El modelo estructural revela que el complejo está formado por dos secciones principales que están dispuestas en un filamento helicoidal. La porción más grande, llamada Cascada, gira y lleva un ARN guía que utiliza para escanear la célula en busca de una secuencia correspondiente en el ADN.
Una vez que localiza y se une a la secuencia objetivo, une la cadena de ADN a través de las proteínas de "transposición" de TniQ que se encuentran en el extremo del complejo y reclutan otras enzimas que ayudan a modificar el ADN.
El mecanismo de exploración de INTEGRATE parece funcionar de manera similar a otros sistemas CRISPR bien estudiados, algunos de los cuales también contienen un complejo en cascada con ARN guía. Sin embargo, a diferencia de otros sistemas CRISPR que usan Cascade para atacar el ADN para cortar, la función de Cascade dentro de INTEGRATE es apuntar al ADN para una inserción altamente precisa de cargas genéticas.
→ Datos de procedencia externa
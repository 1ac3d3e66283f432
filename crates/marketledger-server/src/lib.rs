//! Configuration and application assembly for the ledger HTTP server.

use std::{
  path::{Path, PathBuf},
  sync::Arc,
};

use anyhow::Context as _;
use axum::Router;
use chrono_tz::Tz;
use marketledger_core::{period::PeriodResolver, store::LedgerStore};
use marketledger_store_sqlite::SqliteStore;
use serde::Deserialize;
use tower_http::trace::TraceLayer;

/// Environment variables with this prefix override file settings, e.g.
/// `MARKETLEDGER_PORT=9000`.
pub const ENV_PREFIX: &str = "MARKETLEDGER";

// ─── Configuration ────────────────────────────────────────────────────────────

/// Runtime server configuration, deserialised from `config.toml`.
#[derive(Debug, Deserialize, Clone, PartialEq)]
pub struct ServerConfig {
  pub host:             String,
  pub port:             u16,
  pub store_path:       PathBuf,
  /// IANA name used when a market has no usable timezone.
  pub default_timezone: String,
}

impl ServerConfig {
  /// Load from an optional TOML file at `path`, then environment overrides.
  pub fn load(path: &Path) -> anyhow::Result<Self> {
    let settings = config::Config::builder()
      .set_default("host", "127.0.0.1")?
      .set_default("port", 8080)?
      .set_default("store_path", "ledger.db")?
      .set_default("default_timezone", "UTC")?
      .add_source(config::File::from(path).required(false))
      .add_source(config::Environment::with_prefix(ENV_PREFIX))
      .build()
      .context("failed to read config file")?;

    settings
      .try_deserialize()
      .context("failed to deserialise ServerConfig")
  }

  /// The configured default timezone. An unknown name is a startup error
  /// rather than a silent fallback.
  pub fn default_tz(&self) -> anyhow::Result<Tz> {
    self
      .default_timezone
      .trim()
      .parse::<Tz>()
      .map_err(|e| anyhow::anyhow!("invalid default_timezone {:?}: {e}", self.default_timezone))
  }

  /// `store_path` with a leading `~` expanded.
  pub fn resolved_store_path(&self) -> PathBuf { expand_tilde(&self.store_path) }

  pub fn address(&self) -> String { format!("{}:{}", self.host, self.port) }
}

/// Expand a leading `~` to the user's home directory.
pub fn expand_tilde(path: &Path) -> PathBuf {
  let s = path.to_string_lossy();
  if let Some(rest) = s.strip_prefix("~/")
    && let Ok(home) = std::env::var("HOME")
  {
    return PathBuf::from(home).join(rest);
  }
  path.to_path_buf()
}

// ─── Router ───────────────────────────────────────────────────────────────────

/// The full application: the JSON API under `/api`, with request tracing.
pub fn app<S>(store: Arc<S>, resolver: PeriodResolver) -> Router
where
  S: LedgerStore + 'static,
{
  Router::new()
    .nest("/api", marketledger_api::api_router(store, resolver))
    .layer(TraceLayer::new_for_http())
}

/// [`app`] over a SQLite store, reusing the store's own resolver so reads,
/// writes and request defaults agree on the default timezone.
pub fn app_for_store(store: SqliteStore) -> Router {
  let resolver = *store.resolver();
  app(Arc::new(store), resolver)
}

#[cfg(test)]
mod tests {
  use std::fs;

  use axum::{
    body::{Body, to_bytes},
    http::{Request, StatusCode},
  };
  use chrono::Utc;
  use marketledger_core::period::effective_month;
  use tower::ServiceExt as _;

  use super::*;

  fn write_config(name: &str, contents: &str) -> PathBuf {
    let path = std::env::temp_dir()
      .join(format!("marketledger-{}-{name}.toml", std::process::id()));
    fs::write(&path, contents).unwrap();
    path
  }

  #[test]
  fn loads_file_over_defaults() {
    let path = write_config(
      "full",
      r#"
        port = 9100
        store_path = "/var/lib/ledger.db"
        default_timezone = "Asia/Vladivostok"
      "#,
    );
    let cfg = ServerConfig::load(&path).unwrap();
    fs::remove_file(&path).ok();

    assert_eq!(cfg.host, "127.0.0.1");
    assert_eq!(cfg.port, 9100);
    assert_eq!(cfg.store_path, PathBuf::from("/var/lib/ledger.db"));
    assert_eq!(cfg.default_tz().unwrap(), chrono_tz::Asia::Vladivostok);
    assert_eq!(cfg.address(), "127.0.0.1:9100");
  }

  #[test]
  fn missing_file_uses_defaults() {
    let cfg = ServerConfig::load(Path::new("/nonexistent/marketledger.toml")).unwrap();
    assert_eq!(cfg.port, 8080);
    assert_eq!(cfg.default_tz().unwrap(), Tz::UTC);
  }

  #[test]
  fn unknown_default_timezone_is_an_error() {
    let cfg = ServerConfig {
      host:             "0.0.0.0".into(),
      port:             1,
      store_path:       "ledger.db".into(),
      default_timezone: "Middle/Earth".into(),
    };
    assert!(cfg.default_tz().is_err());
  }

  #[test]
  fn tilde_expands_to_home() {
    let Ok(home) = std::env::var("HOME") else { return };
    assert_eq!(
      expand_tilde(Path::new("~/ledger.db")),
      PathBuf::from(home).join("ledger.db")
    );
    assert_eq!(expand_tilde(Path::new("/abs/ledger.db")), PathBuf::from("/abs/ledger.db"));
  }

  #[tokio::test]
  async fn api_is_mounted_under_prefix() {
    let store = SqliteStore::open_in_memory().await.unwrap();
    let app = app(Arc::new(store), PeriodResolver::default());

    let resp = app
      .clone()
      .oneshot(Request::get("/api/markets").body(Body::empty()).unwrap())
      .await
      .unwrap();
    assert_eq!(resp.status(), StatusCode::OK);

    let resp = app
      .oneshot(Request::get("/markets").body(Body::empty()).unwrap())
      .await
      .unwrap();
    assert_eq!(resp.status(), StatusCode::NOT_FOUND);
  }

  #[tokio::test]
  async fn api_defaults_follow_store_timezone() {
    let tz = chrono_tz::Pacific::Kiritimati;
    let store = SqliteStore::open_in_memory()
      .await
      .unwrap()
      .with_default_timezone(tz);
    let app = app_for_store(store);

    let resp = app
      .oneshot(
        Request::get("/api/markets/404/spaces/1/state")
          .body(Body::empty())
          .unwrap(),
      )
      .await
      .unwrap();
    assert_eq!(resp.status(), StatusCode::OK);
    let bytes = to_bytes(resp.into_body(), usize::MAX).await.unwrap();
    let body: serde_json::Value = serde_json::from_slice(&bytes).unwrap();

    let expected = effective_month(Utc::now(), tz).format("%Y-%m-%d").to_string();
    assert_eq!(body["period"], expected.as_str());
  }
}
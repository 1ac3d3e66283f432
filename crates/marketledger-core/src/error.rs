//! Error types for `marketledger-core`.

use thiserror::Error;

/// A payload or input that does not have the shape its operation type
/// requires. Always names the offending field.
#[derive(Debug, Clone, PartialEq, Eq, Error)]
#[error("invalid `{field}`: {message}")]
pub struct ValidationError {
  pub field:   String,
  pub message: String,
}

impl ValidationError {
  pub fn new(field: impl Into<String>, message: impl Into<String>) -> Self {
    Self { field: field.into(), message: message.into() }
  }

  pub(crate) fn required(field: &str) -> Self { Self::new(field, "is required") }
}

#[derive(Debug, Error)]
pub enum Error {
  #[error("{0}")]
  Validation(#[from] ValidationError),

  #[error("unknown entity type: {0:?}")]
  UnknownEntityType(String),

  #[error("serialization error: {0}")]
  Serialization(#[from] serde_json::Error),
}

impl Error {
  /// The validation failure carried by this error, if it is one.
  pub fn as_validation(&self) -> Option<&ValidationError> {
    match self {
      Self::Validation(v) => Some(v),
      _ => None,
    }
  }
}

pub type Result<T, E = Error> = std::result::Result<T, E>;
En su estudio anterior, Sternberg y sus colegas utilizaron la genética y la bioquímica para proponer cómo la maquinaria CRISPR se vincularía funcionalmente con la maquinaria de transposición, las moléculas responsables del "salto" genético, y el estudio demostró que sus hipótesis eran correctas.
Muchos investigadores de todo el mundo ahora usan CRISPR-Cas9 para realizar modificaciones precisas de forma rápida y económica al genoma de una célula. Sin embargo, la mayoría de los usos de CRISPR implican cortar ambas cadenas del ADN objetivo, y la ruptura del ADN debe ser reparada por la propia maquinaria de la célula huésped.
Controlar este proceso de reparación sigue siendo un reto importante en el campo, y las ediciones genéticas no deseadas a menudo se introducen inadvertidamente en el genoma. Además, las herramientas existentes a menudo funcionan mal al insertar grandes cargas genéticas de manera precisa. Así, mejorar la precisión de la edición de genes es una prioridad para los investigadores y es fundamental para garantizar la seguridad de las terapias desarrolladas con esta técnica.
El nuevo sistema INTEGRATE desarrollado por el laboratorio Sternberg puede insertar con precisión grandes secuencias de ADN sin depender de la maquinaria de la célula para reparar los filamentos. Como resultado, INTEGRATE podría ser una forma más precisa y eficiente de realizar ciertas modificaciones genéticas que el sistema CRISPR-Cas original que se usa ampliamente.
La nueva herramienta también podría ayudar a los científicos a realizar la edición de genes en tipos de células con actividad limitada de reparación del ADN, como las neuronas, donde los intentos de usar CRISPR han sido comparativamente menos exitosos.
Además de informar los futuros esfuerzos de ingeniería, las estructuras destacan un posible punto de revisión de revisión. Las tecnologías CRISPR existentes a menudo sufren los llamados "efectos fuera del objetivo", en los que las secuencias no intencionadas se modifican de manera promiscua.
Las nuevas estructuras revelan cómo Cascada y TniQ trabajan juntos para garantizar que solo las secuencias correctas "en el objetivo" estén marcadas para la inserción de ADN. Los investigadores planean explorar más a fondo este punto de control mientras desarrollan la herramienta para nuevos enfoques terapéuticos para la enfermedad.